Richard Michael Beem (born August 24, 1970) is an American professional golfer who played on the PGA Tour and is best known for his upset victory at the 2002 PGA Championship.

Beem was born in Phoenix, Arizona, grew up in El Paso, Texas, and played college golf at New Mexico State University in Las Cruces.

Beem turned professional in 1994. His early career was broken up by a spell in Seattle selling car stereos and cell phones. He later regained interest after J. P. Hayes won the 1998 Buick Classic .

This changed in 1999 when Beem won the Kemper Open as a rookie. His career took a further leap forward in 2002 with a victory at The International in Castle Rock, Colorado.

Two weeks later, Beem won the 2002 PGA Championship at Hazeltine National, one of golf's four major tournaments. He shot a par 72 in the first round, but followed that with a six-under 66 in the second round to pull into a five-way tie for first place. In the third round, he again shot 72 and was the second place player, three strokes behind leader Justin Leonard. In the fourth round, Beem fended off Tiger Woods, who birdied his last four holes but finished one shot behind Beem, who shot a final round 68 to Woods' 67. This victory helped establish Beem in the top 20 of the Official World Golf Ranking.

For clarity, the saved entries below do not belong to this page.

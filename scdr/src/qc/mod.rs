//! Detection of low-quality cells.
//!
//! Each cell is described by five quality-control metrics (see [`metrics::QcMatrix`]).
//! A robust location and covariance of the metric cloud is estimated with the minimum
//! covariance determinant ([`mcd::MinCovDet`]). Cells whose Mahalanobis distance to the
//! robust location is more than `sd_threshold` standard deviations away from the mean
//! distance, on either side, are flagged.

use crate::error::ScdrError;
use crate::matrix::ExpressionMatrix;
use crate::stats::mean_sd;
use anyhow::Error;
use log::{debug, info};
use ndarray::{Array1, ArrayView1};

/// Minimum covariance determinant estimator
pub mod mcd;

/// Quality-control metrics
pub mod metrics;

use mcd::{McdParams, MinCovDet};
use metrics::QcMatrix;

/// Settings of the low-quality cell detector
#[derive(Clone, Debug, PartialEq)]
#[cfg_attr(feature = "serde", derive(serde::Serialize, serde::Deserialize))]
pub struct QcParams {
    /// Number of standard deviations away from the mean distance for a cell to be flagged
    pub sd_threshold: f64,
    /// Seed of the covariance estimator
    pub seed: u64,
}

impl QcParams {
    /// New detector settings with default values
    pub fn new() -> QcParams {
        QcParams {
            sd_threshold: 3.0,
            seed: 42,
        }
    }
}

impl Default for QcParams {
    fn default() -> Self {
        Self::new()
    }
}

/// Cells flagged by the two-sided outlier rule and the bounds used
#[derive(Clone, Debug, PartialEq)]
pub struct Outliers {
    /// mean of the values
    pub mean: f64,
    /// population standard deviation of the values
    pub sd: f64,
    /// values below this are flagged
    pub lower: f64,
    /// values above this are flagged
    pub upper: f64,
    /// positions of the flagged values, in order
    pub flagged: Vec<usize>,
}

/// Flag the values outside `mean +/- sd_threshold * sd`.
pub fn two_sided_outliers(values: ArrayView1<f64>, sd_threshold: f64) -> Result<Outliers, Error> {
    if !(sd_threshold.is_finite() && sd_threshold >= 0.0) {
        return Err(ScdrError::invalid(format!(
            "sd threshold must be a non-negative number, got {sd_threshold}"
        ))
        .into());
    }

    let (mean, sd) = mean_sd(&values);
    let lower = mean - sd_threshold * sd;
    let upper = mean + sd_threshold * sd;
    let flagged = values
        .iter()
        .enumerate()
        .filter(|(_, v)| **v < lower || **v > upper)
        .map(|(i, _)| i)
        .collect();

    Ok(Outliers {
        mean,
        sd,
        lower,
        upper,
        flagged,
    })
}

/// Everything computed by [`detect_low_quality_cells`]
#[derive(Clone, Debug)]
pub struct QcReport {
    /// Per-cell metrics the detector ran on
    pub metrics: QcMatrix,
    /// Squared Mahalanobis distance of each cell to the robust location
    pub distances: Array1<f64>,
    /// Outlier rule applied to `distances`
    pub outliers: Outliers,
    /// Identifiers of the flagged cells, in matrix order
    pub low_quality_cells: Vec<String>,
}

fn require<'a>(
    sub: Option<&'a ExpressionMatrix>,
    step: &'static str,
    what: &str,
) -> Result<&'a ExpressionMatrix, ScdrError> {
    match sub {
        Some(m) if !m.is_empty() => Ok(m),
        _ => Err(ScdrError::precondition(step, format!("No {what} genes found."))),
    }
}

/// Flag low-quality cells of `exp` from their read depth, detected genes and the fraction
/// of reads that go to rRNA genes, mitochondrial genes and ERCC spikes. Nothing is removed.
pub fn detect_low_quality_cells(
    exp: &ExpressionMatrix,
    mito: Option<&ExpressionMatrix>,
    ercc: Option<&ExpressionMatrix>,
    rrna: &[String],
    params: &QcParams,
) -> Result<QcReport, Error> {
    let mito = require(mito, "detect_mito", "mitochondrial")?;
    let ercc = require(ercc, "detect_ercc", "ERCC spike-in")?;

    let metrics = QcMatrix::compute(exp, mito, ercc, rrna)?;

    let mcd = MinCovDet::fit(metrics.values(), &McdParams::with_seed(params.seed))?;
    for w in &mcd.warnings {
        debug!("mcd: {}", w);
    }
    let distances = mcd.mahalanobis(metrics.values());

    let outliers = two_sided_outliers(distances.view(), params.sd_threshold)?;
    let low_quality_cells: Vec<String> = outliers
        .flagged
        .iter()
        .map(|&i| metrics.cells()[i].clone())
        .collect();
    info!(
        "{} low quality cell(s) detected, distance outside [{:.3}, {:.3}]",
        low_quality_cells.len(),
        outliers.lower,
        outliers.upper
    );

    Ok(QcReport {
        metrics,
        distances,
        outliers,
        low_quality_cells,
    })
}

Until this win, Beem was best known for the book Bud, Sweat and Tees: A Walk on the Wild Side of the PGA Tour by Alan Shipnuck, which profiled his rookie year on the PGA Tour and the often wild lifestyle of him and his caddie, Steve Duplantis.

At the 2007 Nissan Open at Riviera, Beem made a hole-in-one at the 14th hole on live television on Saturday to win a new red Altima coupe, which he immediately ascended, embraced, and sat atop of in triumph.  The sequence was later made into a Nissan commercial. (video) Beem credited Peter Jacobsen for inspiring his reaction; Jacobsen aced the same hole in 1994 and hopped into the nearby 300ZX convertible and pretended to drive it.

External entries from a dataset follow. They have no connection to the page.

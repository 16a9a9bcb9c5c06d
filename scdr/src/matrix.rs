//! Labelled gene x cell expression matrix

use crate::error::ScdrError;
use anyhow::Error;
use ndarray::{Array1, Array2, ArrayView2, Axis};
use std::collections::{BTreeSet, HashMap, HashSet};

/// Dense expression matrix with gene (row) and cell barcode (column) identifiers.
/// Values are counts for the raw matrix and arbitrary reals for normalized data.
#[derive(Clone, Debug, PartialEq)]
pub struct ExpressionMatrix {
    genes: Vec<String>,
    cells: Vec<String>,
    values: Array2<f64>,
}

fn check_unique(ids: &[String], what: &str) -> Result<(), ScdrError> {
    let mut seen = HashSet::with_capacity(ids.len());
    for id in ids {
        if !seen.insert(id.as_str()) {
            return Err(ScdrError::invalid(format!("duplicate {what} identifier '{id}'")));
        }
    }
    Ok(())
}

impl ExpressionMatrix {
    /// Create a matrix, checking that the identifiers match the shape of `values`
    /// and that they are unique.
    pub fn new(genes: Vec<String>, cells: Vec<String>, values: Array2<f64>) -> Result<ExpressionMatrix, Error> {
        if values.nrows() != genes.len() || values.ncols() != cells.len() {
            return Err(ScdrError::invalid(format!(
                "matrix of shape {:?} does not match {} genes and {} cells",
                values.shape(),
                genes.len(),
                cells.len()
            ))
            .into());
        }
        check_unique(&genes, "gene")?;
        check_unique(&cells, "cell")?;

        Ok(ExpressionMatrix { genes, cells, values })
    }

    /// Matrix with the given cells and no genes
    pub fn empty(cells: Vec<String>) -> ExpressionMatrix {
        let values = Array2::zeros((0, cells.len()));
        ExpressionMatrix {
            genes: Vec::new(),
            cells,
            values,
        }
    }

    /// Gene identifiers, in row order
    pub fn genes(&self) -> &[String] {
        &self.genes
    }

    /// Cell identifiers, in column order
    pub fn cells(&self) -> &[String] {
        &self.cells
    }

    /// View of the values, genes x cells
    pub fn values(&self) -> ArrayView2<'_, f64> {
        self.values.view()
    }

    /// Number of genes
    pub fn n_genes(&self) -> usize {
        self.genes.len()
    }

    /// Number of cells
    pub fn n_cells(&self) -> usize {
        self.cells.len()
    }

    /// `[genes, cells]`
    pub fn shape(&self) -> [usize; 2] {
        [self.n_genes(), self.n_cells()]
    }

    /// True if the matrix has no genes.
    pub fn is_empty(&self) -> bool {
        self.genes.is_empty()
    }

    /// Total per cell
    pub fn cell_sums(&self) -> Array1<f64> {
        self.values.sum_axis(Axis(0))
    }

    /// Total per gene
    pub fn gene_sums(&self) -> Array1<f64> {
        self.values.sum_axis(Axis(1))
    }

    /// Number of cells with a non-zero value, per gene
    pub fn expressed_cells(&self) -> Array1<usize> {
        self.values
            .map_axis(Axis(1), |row| row.iter().filter(|&&v| v > 0.0).count())
    }

    /// Number of genes with a non-zero value, per cell
    pub fn detected_genes(&self) -> Array1<usize> {
        self.values
            .map_axis(Axis(0), |col| col.iter().filter(|&&v| v > 0.0).count())
    }

    /// Map from cell identifier to column index
    pub fn cell_index(&self) -> HashMap<&str, usize> {
        self.cells.iter().enumerate().map(|(i, c)| (c.as_str(), i)).collect()
    }

    /// New matrix with the genes at `rows`, in that order
    pub(crate) fn select_genes(&self, rows: &[usize]) -> ExpressionMatrix {
        ExpressionMatrix {
            genes: rows.iter().map(|&r| self.genes[r].clone()).collect(),
            cells: self.cells.clone(),
            values: self.values.select(Axis(0), rows),
        }
    }

    /// New matrix with the cells at `cols`, in that order
    pub(crate) fn select_cells(&self, cols: &[usize]) -> ExpressionMatrix {
        ExpressionMatrix {
            genes: self.genes.clone(),
            cells: cols.iter().map(|&c| self.cells[c].clone()).collect(),
            values: self.values.select(Axis(1), cols),
        }
    }

    /// Keep the genes where `keep` is true. Returns the number removed.
    pub(crate) fn retain_genes(&mut self, keep: &[bool]) -> usize {
        assert_eq!(keep.len(), self.n_genes());
        let rows: Vec<usize> = (0..keep.len()).filter(|&i| keep[i]).collect();
        let removed = keep.len() - rows.len();
        if removed > 0 {
            *self = self.select_genes(&rows);
        }
        removed
    }

    /// Keep the cells where `keep` is true. Returns the number removed.
    pub(crate) fn retain_cells(&mut self, keep: &[bool]) -> usize {
        assert_eq!(keep.len(), self.n_cells());
        let cols: Vec<usize> = (0..keep.len()).filter(|&i| keep[i]).collect();
        let removed = keep.len() - cols.len();
        if removed > 0 {
            *self = self.select_cells(&cols);
        }
        removed
    }

    /// Rows whose gene is in `genes`, keeping the matrix order
    pub fn subset_genes(&self, genes: &BTreeSet<String>) -> ExpressionMatrix {
        let rows: Vec<usize> = self
            .genes
            .iter()
            .enumerate()
            .filter(|(_, g)| genes.contains(*g))
            .map(|(i, _)| i)
            .collect();
        self.select_genes(&rows)
    }

    /// Split into `(labels..., values)`
    pub fn into_parts(self) -> (Vec<String>, Vec<String>, Array2<f64>) {
        (self.genes, self.cells, self.values)
    }
}
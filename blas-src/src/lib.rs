//! Links the BLAS/LAPACK implementation used by `ndarray-linalg`.

#[cfg(target_os = "macos")]
extern crate accelerate_src;

#[cfg(not(target_os = "macos"))]
extern crate intel_mkl_src;
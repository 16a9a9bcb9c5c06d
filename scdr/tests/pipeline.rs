use ndarray::{Array2, Axis};
use rand::{Rng, SeedableRng};
use rand_pcg::Pcg64Mcg;
use scdr::dataset::NormRecord;
use scdr::dim_red::SvdMethod;
use scdr::preprocess::{ExpressedGenes, FilterParams, ERCC_PATTERN, MITO_PATTERN};
use scdr::qc::QcParams;
use scdr::reduce::{PcaParams, TsneBackend, TsneParams, UmapBackend, UmapParams};
use scdr::{Dataset, ExpressionMatrix, ScdrError};

const N_CELLS: usize = 120;

/// 100 nuclear genes (two rRNA), 3 mitochondrial genes and 2 ERCC spikes, plus one gene
/// that is never expressed and one empty cell at the end
fn raw_counts() -> ExpressionMatrix {
    let mut rng = Pcg64Mcg::seed_from_u64(2024);
    let mut genes: Vec<String> = (0..100).map(|i| format!("Gene{i}")).collect();
    genes[0] = "Rn45s".into();
    genes[1] = "Rn18s".into();
    genes.extend(["mt-Co1", "mt-Nd1", "MT-Atp6", "ERCC-00002", "ERCC-00003", "Silent"].map(String::from));

    let mut counts = Array2::<f64>::zeros((genes.len(), N_CELLS + 1));
    for j in 0..N_CELLS {
        for i in 0..100 {
            counts[(i, j)] = rng.gen_range(0..8) as f64;
        }
        for i in 100..103 {
            counts[(i, j)] = if j == 0 { 2000.0 } else { rng.gen_range(1..12) as f64 };
        }
        for i in 103..105 {
            counts[(i, j)] = rng.gen_range(1..6) as f64;
        }
    }

    let cells = (0..=N_CELLS).map(|j| format!("AAAC{j:04}-1")).collect();
    ExpressionMatrix::new(genes, cells, counts).unwrap()
}

/// log1p of counts per 10k, with the 20 most variable genes as HVG
fn normalize(exp: &ExpressionMatrix) -> NormRecord {
    let totals = exp.cell_sums();
    let values = (&exp.values() / &totals * 1e4).mapv(f64::ln_1p);

    let var = values.var_axis(Axis(1), 0.0);
    let mut order: Vec<usize> = (0..var.len()).collect();
    order.sort_by(|&a, &b| var[b].total_cmp(&var[a]));
    let hvg: Vec<String> = order[..20].iter().map(|&i| exp.genes()[i].clone()).collect();

    let data = ExpressionMatrix::new(exp.genes().to_vec(), exp.cells().to_vec(), values).unwrap();
    NormRecord::new(data).with_hvg(hvg)
}

/// Embeds with the first two input columns
struct Leading2;

impl TsneBackend for Leading2 {
    fn embed(&self, data: ndarray::ArrayView2<'_, f64>, _: &TsneParams) -> anyhow::Result<Array2<f64>> {
        Ok(data.slice(ndarray::s![.., 0..2]).to_owned())
    }
}

impl UmapBackend for Leading2 {
    fn embed(&self, data: ndarray::ArrayView2<'_, f64>, _: &UmapParams) -> anyhow::Result<Array2<f64>> {
        Ok(data.slice(ndarray::s![.., 0..2]).to_owned())
    }
}

#[test]
fn test_full_pipeline() {
    let _ = env_logger::builder().is_test(true).try_init();
    let mut ds = Dataset::new(raw_counts());

    let report = ds.remove_empty();
    assert_eq!((report.cells_removed, report.genes_removed), (1, 1));

    assert_eq!(ds.detect_mito(MITO_PATTERN).unwrap(), 3);
    assert_eq!(ds.detect_ercc(ERCC_PATTERN).unwrap(), 2);

    let filter = FilterParams {
        min_reads: 100.0,
        min_expressed: ExpressedGenes::Fraction(0.001),
    };
    let report = ds.simple_filter(&filter).unwrap();
    assert_eq!(report.cells_removed, 0);

    let rrna = vec!["Rn45s".to_string(), "Rn18s".to_string()];
    let qc = ds.auto_clean(&rrna, &QcParams::new()).unwrap();
    assert!(qc.low_quality_cells.contains(&"AAAC0000-1".to_string()));
    let removed = ds.remove_low_quality_cells();
    assert_eq!(removed, qc.low_quality_cells.len());
    let n_cells = ds.exp_mat.n_cells();

    let err = ds.pca(&PcaParams::new()).unwrap_err();
    assert_eq!(
        err.downcast_ref::<ScdrError>().and_then(|e| e.missing_step()),
        Some("normalize")
    );

    let record = normalize(&ds.exp_mat);
    ds.add_normalization("standard", record);

    let params = PcaParams {
        ncomp: 10,
        seed: Some(1),
        ..PcaParams::new()
    };
    ds.pca(&params).unwrap();
    ds.tsne(&Leading2, &TsneParams::new()).unwrap();
    ds.umap(&Leading2, &UmapParams::new()).unwrap();

    let dr = &ds.norm_data["standard"].dr;
    let pca = dr.pca.as_ref().unwrap();
    assert_eq!(pca.components.dim(), (n_cells, 10));
    assert_eq!(pca.loadings.dim(), (20, 10));
    assert_eq!(pca.method, SvdMethod::Irlb);
    assert_eq!(dr.tsne.as_ref().unwrap().embedding.dim(), (n_cells, 2));
    assert_eq!(dr.umap.as_ref().unwrap().cells, pca.cells);

    let steps: Vec<(&str, Option<&str>)> = ds
        .assays
        .entries()
        .iter()
        .map(|e| (e.step.as_str(), e.method.as_deref()))
        .collect();
    assert_eq!(
        steps,
        vec![
            ("remove_empty", None),
            ("detect_mito", None),
            ("detect_ercc", None),
            ("simple_filter", None),
            ("auto_clean", None),
            ("pca", Some("irlb")),
            ("tsne", None),
            ("umap", None),
        ]
    );
}

#[test]
fn test_pca_more_components_than_genes() {
    let mut ds = Dataset::new(raw_counts());
    ds.remove_empty();
    let record = normalize(&ds.exp_mat);
    ds.add_normalization("standard", record);

    let params = PcaParams {
        method: SvdMethod::Svd,
        ncomp: 21,
        ..PcaParams::new()
    };
    let err = ds.pca(&params).unwrap_err();
    assert!(matches!(
        err.downcast_ref::<ScdrError>(),
        Some(ScdrError::InvalidParameter(_))
    ));
    assert!(ds.norm_data["standard"].dr.pca.is_none());
}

Beem was sidelined in 2010 after undergoing back surgery to repair damage to his C6 and C7 vertebrae.  While Beem was expected to only miss six weeks, rehabilitation issues caused the layoff to encompass the remainder of the 2010 season. Beem played the 2011 season on a medical exemption that required him to make $658,100 in 17 events. He missed the first six cuts of the 2011 season before making the cut at the Valero Texas Open. He finished tied for 15th. Beem made just five cuts in 21 events. As a result, he lost his tour card and played the remainder of the season out of the "past champions" category in 2012. He played on the European Tour in 2012, the last year of his ten-year exemption on that tour for winning the 2002 PGA Championship.

In 2015, Beem joined Sky Sports as a television commentator and golf analyst. He also planned to play at the UBS Hong Kong Open, but gave up his sponsor exemption to allow Ian Poulter to keep his European Tour card. In 2020, Beem was a color commentator for the video game PGA Tour 2K21. Two years later, he returned in the same role for the PGA Tour 2K23.

Beem resides in Austin, Texas.

Professional wins (4)

PGA Tour wins (3)

PGA Tour playoff record (0–1)

European Tour wins (1)

Other wins (1)

Major championships

Wins (1)

Results timeline
Results not in chronological order in 2020.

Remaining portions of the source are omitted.